*Description of the task*: Please write out the records exactly.

*Given information*:
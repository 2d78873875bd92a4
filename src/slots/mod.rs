//! Lockable single-slot value holders.
//!
//! ## Contents
//! - [`Lockable`] a slot whose writers must respect a cooperative lock flag;
//!   `offer` waits (optionally bounded) for an unlock
//! - [`Latchable`] the stricter write-once sibling: latching a value locks
//!   it permanently
//!
//! The lock is a cooperative flag over the slot, not a mutex over callers:
//! readers are never blocked, and writers are rejected or parked rather
//! than queued with any fairness guarantee.

mod latchable;
mod lockable;

pub use latchable::Latchable;
pub use lockable::Lockable;
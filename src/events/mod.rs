//! Session events emitted by the backoff circuit.
//!
//! ## Contents
//! - [`EventKind`] classification of session events
//! - [`Event`] the record handed to an observer, with optional metadata
//!
//! Events are delivered to at most one observer, strictly sequentially with
//! the attempts that produce them (see [`Observe`](crate::Observe)).

mod event;

pub use event::{Event, EventKind};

*Answer to the problem*:
repository 2d78873875bd92a4
filename src/slots/mod.rs
//! Lockable single-slot value holders.
//!
//! ## Contents
//! - [`Lockable`] a slot whose writers must respect a cooperative lock flag;
//!   `offer` waits (optionally bounded) for an unlock
//! - [`Latchable`] the stricter write-once sibling: latching a value locks
//!   it permanently
//!
//! The lock is a cooperative flag over the slot, not a mutex over callers:
//! readers are never blocked, and writers are rejected or parked rather
//! than queued with any fairness guarantee.

mod latchable;
mod lockable;

pub use latchable::Latchable;
pub use lockable::Lockable;
filename src/events/mod.rs
//! Session events emitted by the backoff circuit.
//!
//! ## Contents
//! - [`EventKind`] classification of session events
//! - [`Event`] the record handed to an observer, with optional metadata
//!
//! Events are delivered to at most one observer, strictly sequentially with
//! the attempts that produce them (see [`Observe`](crate::Observe)).

mod event;

pub use event::{Event, EventKind};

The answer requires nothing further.